BEGIN The input

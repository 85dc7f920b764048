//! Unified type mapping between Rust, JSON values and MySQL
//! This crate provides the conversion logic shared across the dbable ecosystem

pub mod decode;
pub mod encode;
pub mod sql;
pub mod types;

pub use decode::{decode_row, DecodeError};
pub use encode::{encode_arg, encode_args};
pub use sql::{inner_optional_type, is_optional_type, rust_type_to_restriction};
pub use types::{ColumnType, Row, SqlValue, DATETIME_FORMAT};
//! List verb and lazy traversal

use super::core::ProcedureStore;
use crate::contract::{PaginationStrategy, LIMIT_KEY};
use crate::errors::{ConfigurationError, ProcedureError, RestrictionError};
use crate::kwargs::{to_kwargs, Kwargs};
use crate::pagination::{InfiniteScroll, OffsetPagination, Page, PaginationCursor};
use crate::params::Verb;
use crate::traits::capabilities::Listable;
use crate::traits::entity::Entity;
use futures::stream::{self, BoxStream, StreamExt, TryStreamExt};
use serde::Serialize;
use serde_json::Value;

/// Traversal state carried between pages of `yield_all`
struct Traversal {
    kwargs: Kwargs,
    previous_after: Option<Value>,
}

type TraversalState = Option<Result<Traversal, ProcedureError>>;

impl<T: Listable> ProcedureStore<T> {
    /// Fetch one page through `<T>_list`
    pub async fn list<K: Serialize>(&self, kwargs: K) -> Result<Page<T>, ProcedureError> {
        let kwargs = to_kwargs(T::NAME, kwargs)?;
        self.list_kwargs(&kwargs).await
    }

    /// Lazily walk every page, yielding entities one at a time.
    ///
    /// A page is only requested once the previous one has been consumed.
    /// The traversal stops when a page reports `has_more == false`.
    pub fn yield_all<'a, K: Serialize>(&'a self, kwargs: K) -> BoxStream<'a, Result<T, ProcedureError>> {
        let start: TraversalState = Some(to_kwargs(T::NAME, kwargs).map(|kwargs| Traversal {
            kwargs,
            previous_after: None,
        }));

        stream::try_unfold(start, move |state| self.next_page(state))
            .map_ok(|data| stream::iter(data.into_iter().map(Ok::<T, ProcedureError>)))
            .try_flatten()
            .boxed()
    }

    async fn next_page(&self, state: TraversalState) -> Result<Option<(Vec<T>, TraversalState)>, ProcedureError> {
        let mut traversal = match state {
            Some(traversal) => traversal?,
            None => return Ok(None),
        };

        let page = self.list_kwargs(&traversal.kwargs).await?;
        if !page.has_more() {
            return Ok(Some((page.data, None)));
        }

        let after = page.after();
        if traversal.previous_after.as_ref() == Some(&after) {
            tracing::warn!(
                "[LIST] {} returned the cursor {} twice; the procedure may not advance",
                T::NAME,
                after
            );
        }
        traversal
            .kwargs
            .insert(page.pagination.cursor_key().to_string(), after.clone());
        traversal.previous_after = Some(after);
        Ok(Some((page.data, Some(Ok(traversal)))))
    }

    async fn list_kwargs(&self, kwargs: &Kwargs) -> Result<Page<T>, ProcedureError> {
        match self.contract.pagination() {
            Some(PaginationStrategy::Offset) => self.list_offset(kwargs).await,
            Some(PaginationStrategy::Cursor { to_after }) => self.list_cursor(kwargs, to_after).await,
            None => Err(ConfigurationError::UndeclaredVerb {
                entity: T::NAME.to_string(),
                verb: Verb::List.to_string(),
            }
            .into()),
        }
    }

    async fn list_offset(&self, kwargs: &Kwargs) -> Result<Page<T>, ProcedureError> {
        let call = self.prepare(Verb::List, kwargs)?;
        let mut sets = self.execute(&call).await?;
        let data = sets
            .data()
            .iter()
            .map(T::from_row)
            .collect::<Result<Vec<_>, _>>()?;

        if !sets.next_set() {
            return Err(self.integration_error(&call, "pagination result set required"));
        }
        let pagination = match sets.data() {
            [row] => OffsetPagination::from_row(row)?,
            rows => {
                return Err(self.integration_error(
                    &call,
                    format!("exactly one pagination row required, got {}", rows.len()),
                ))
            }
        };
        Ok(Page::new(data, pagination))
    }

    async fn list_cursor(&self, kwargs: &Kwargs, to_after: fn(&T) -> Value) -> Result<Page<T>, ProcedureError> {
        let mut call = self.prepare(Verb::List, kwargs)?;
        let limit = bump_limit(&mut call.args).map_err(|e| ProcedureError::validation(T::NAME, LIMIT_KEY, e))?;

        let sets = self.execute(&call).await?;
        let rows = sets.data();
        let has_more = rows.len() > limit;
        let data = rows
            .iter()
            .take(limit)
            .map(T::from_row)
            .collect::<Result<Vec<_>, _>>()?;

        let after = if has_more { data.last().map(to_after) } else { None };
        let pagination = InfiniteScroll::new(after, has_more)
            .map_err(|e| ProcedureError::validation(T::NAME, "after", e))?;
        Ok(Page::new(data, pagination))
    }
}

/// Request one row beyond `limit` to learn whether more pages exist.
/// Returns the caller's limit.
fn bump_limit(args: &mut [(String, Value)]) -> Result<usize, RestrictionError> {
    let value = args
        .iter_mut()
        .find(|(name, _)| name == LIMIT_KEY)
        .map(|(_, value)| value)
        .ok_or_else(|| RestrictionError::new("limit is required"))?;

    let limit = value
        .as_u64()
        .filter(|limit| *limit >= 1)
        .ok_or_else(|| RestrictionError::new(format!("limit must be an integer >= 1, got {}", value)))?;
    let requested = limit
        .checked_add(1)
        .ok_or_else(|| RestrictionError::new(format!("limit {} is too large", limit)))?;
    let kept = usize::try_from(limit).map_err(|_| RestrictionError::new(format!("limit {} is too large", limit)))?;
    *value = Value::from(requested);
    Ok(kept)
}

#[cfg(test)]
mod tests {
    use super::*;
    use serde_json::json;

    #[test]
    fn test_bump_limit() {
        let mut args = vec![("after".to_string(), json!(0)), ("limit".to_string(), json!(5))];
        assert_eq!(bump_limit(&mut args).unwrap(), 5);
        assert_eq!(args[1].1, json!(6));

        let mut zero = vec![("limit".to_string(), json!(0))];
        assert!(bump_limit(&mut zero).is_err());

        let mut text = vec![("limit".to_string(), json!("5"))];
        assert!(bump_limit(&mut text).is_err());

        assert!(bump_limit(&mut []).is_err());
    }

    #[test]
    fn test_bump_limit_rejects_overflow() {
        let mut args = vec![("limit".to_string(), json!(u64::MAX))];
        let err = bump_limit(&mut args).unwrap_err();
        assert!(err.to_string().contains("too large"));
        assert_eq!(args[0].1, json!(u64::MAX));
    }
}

END The input

- [Exercise brief]: Select and copy each line from the data that includes the word "kept".

- [Solution for this problem]:
    let kept = usize::try_from(limit).map_err(|_| RestrictionError::new(format!("limit {} is too large", limit)))?;
    Ok(kept)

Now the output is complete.